Castres, France (March 22, 2018) – Pierre Fabre with its partner Array BioPharma Inc. (Nasdaq: ARRY) today announced that detailed results of its pivotal Phase 3 COLUMBUS trial for the treatment of patients with BRAF-mutant advanced unresectable or metastatic melanoma were published in The Lancet Oncology. In the analysis of the primary endpoint, the median progression-free survival (mPFS) for patients treated with the combination of encorafenib, 450 mg daily, plus binimetinib, 45 mg twice daily, (COMBO450) was 14.9 months versus 7.3 months for patients treated with vemurafenib, 960 mg twice daily [hazard ratio (HR) 0.54, 95% CI 0.41–0.71; p<0.0001)].

The manuscript entitled, “Encorafenib plus binimetinib versus vemurafenib or encorafenib in patients with BRAF-mutant melanoma (COLUMBUS): a multicentre, open-label, randomised phase 3 trial,” was published online on March 19, 2018. Array previously announced top line results from this study in September 2016.

"Many patients with BRAF-mutant melanoma still face significant challenges managing their disease, and there remains a substantial need for well-tolerated treatments that delay disease progression and improve overall survival," said Reinhard Dummer, MD, Professor and Vice Chairman, Department of Dermatology at the University of Zurich Switzerland, Principal Investigator and lead author of this study, "A median progression-free survival of nearly 15 months with the combination of encorafenib and binimetinib is clinically meaningful for patients with advanced BRAF-mutant metastatic melanoma. Further, a median overall survival of 33.6 months, compared to 16.9 months with vemurafenib monotherapy (HR of 0.61, 95% CI 0.47-0.79, p <0.001), a secondary endpoint not included in this publication, was recently announced. This further supplements the published data and shows that the combination of encorafenib and binimetinib may become a promising new therapy for patients with advanced BRAF-mutant metastatic melanoma.”
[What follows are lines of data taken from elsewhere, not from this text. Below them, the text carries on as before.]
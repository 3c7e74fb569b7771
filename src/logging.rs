//! Logging setup.
//!
//! Logs go to stderr so stdout stays free for the run summary. `RUST_LOG`
//! overrides the default `info` level, e.g. `RUST_LOG=china_holidays_core=debug`.

use anyhow::{Context, Result};
use tracing_subscriber::filter::LevelFilter;
use tracing_subscriber::{EnvFilter, fmt, prelude::*};

pub fn init() -> Result<()> {
    let filter = EnvFilter::builder()
        .with_default_directive(LevelFilter::INFO.into())
        .from_env()
        .context("Invalid RUST_LOG filter")?;

    let fmt_layer = fmt::layer()
        .with_writer(std::io::stderr)
        .with_target(false)
        .compact();

    tracing_subscriber::registry()
        .with(filter)
        .with(fmt_layer)
        .try_init()
        .context("Failed to initialize logging")?;

    Ok(())
}
//! Core of the China holiday calendar generator.
//!
//! This crate turns holiday sources into a single all-day ICS calendar:
//! - `sources` for the statutory feed and the fixed/lunar rule tables
//! - `date_rules` and `lunar` for computing dates from rules
//! - `builder` for running the generation passes
//! - `ics` for rendering and writing the result

pub mod builder;
pub mod date_rules;
pub mod error;
pub mod event;
pub mod ics;
pub mod lunar;
pub mod sources;

pub use builder::{BuildOutput, CalendarBuilder, HolidayCalendar, Pass, PassOutcome, PassReport};
pub use error::{HolidayError, HolidayResult};
pub use event::{Category, HolidayEvent};
pub use lunar::{ChineseLunarCalendar, LunarConverter};
pub use sources::{HttpStatutoryFeed, StatutoryFeed};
As previously reported, the combination of encorafenib and binimetinib was generally well-tolerated. The median duration of treatment was 51.2 weeks (27.1-79.7) for encorafenib and 50.6 weeks (26.1-79.7) for binimetinib. The median dose intensity was 100% (93-100) of planned doses of encorafenib and 99.6% (80-100) of planned doses of binimetinib. The most common Grade 3/4 adverse events (AEs) seen in more than 5% of patients were increased gamma-glutamyltransferase (GGT) 9% (18/192 patients), increased creatine phosphokinase 7% (13), and hypertension 6% (11) in the encorafenib plus binimetinib group.

The European Medicines Agency (EMA), as well as the Swiss Medicines Agency (Swissmedic) and the Australian Therapeutic Goods Administration (TGA), are reviewing the Marketing Authorization Applications for encorafenib and binimetinib. In addition, the U.S. Food and Drug Administration (FDA) is currently reviewing the New Drug Applications to support use of the combination of encorafenib and binimetinib for the treatment of patients with BRAF-mutant advanced, unresectable or metastatic melanoma. The FDA set a target action date under the Prescription Drug User Fee Act (PDUFA) of June 30, 2018 for both applications.

An update from the COLUMBUS trial will be presented at an upcoming medical congress.

About Melanoma

Metastatic melanoma is the most serious and life-threatening type of skin cancer and is associated with low survival rates. [1, 2] There are about 200,000 new cases of melanoma diagnosed worldwide each year, approximately half of which have BRAF mutations, a key target in the treatment of metastatic melanoma. [1, 3, 4]


The COLUMBUS trial, (NCT01909453), is a two-part, international, randomized, open label Phase 3 trial evaluating the efficacy and safety of the combination of encorafenib and binimetinib compared to vemurafenib and encorafenib monotherapy in 921 patients with locally advanced, unresectable or metastatic melanoma with BRAFV600 mutation. Prior immunotherapy treatment was allowed. Over 200 sites across North America, Europe, South America, Africa, Asia and Australia participated in the trial. Patients were randomized into two parts:

  • In Part 1, 577 patients were randomized 1:1:1 to receive COMBO450, encorafenib, 300 mg daily (ENCO 300), or vemurafenib, 960 mg alone twice daily. The dose of encorafenib in the combination arm is 50% higher than the single agent maximum tolerated dose of 300 mg. A higher dose of encorafenib was possible due to improved tolerability when combined with binimetinib. The primary endpoint for the COLUMBUS trial was a mPFS comparison of the COMBO450 arm versus vemurafenib. mPFS is determined based on tumor assessment (RECIST version 1.1 criteria) by a Blinded Independent Central Review (BICR). Secondary endpoints include a comparison of the mPFS of COMBO450 arm to that of ENCO300 and a comparison of overall survival (OS) in patients treated in the COMBO450 arm to that of vemurafenib alone. Results from Part 1 of the COLUMBUS trial previously presented at the 2016 Society for Melanoma Research Annual Congress, showed that COMBO450 more than doubled mPFS in patients with advanced BRAF-mutant melanoma, with a mPFS of 14.9 months compared with 7.3 months observed with vemurafenib [HR 0.54, (95% CI 0.41-0.71, p<0.0001)]. In the secondary mPFS comparison of COMBO450 to ENCO300, ENCO300 demonstrated a mPFS of 9.6 months [HR 0.75, (95% CI 0.56-1.00, p=0.051)].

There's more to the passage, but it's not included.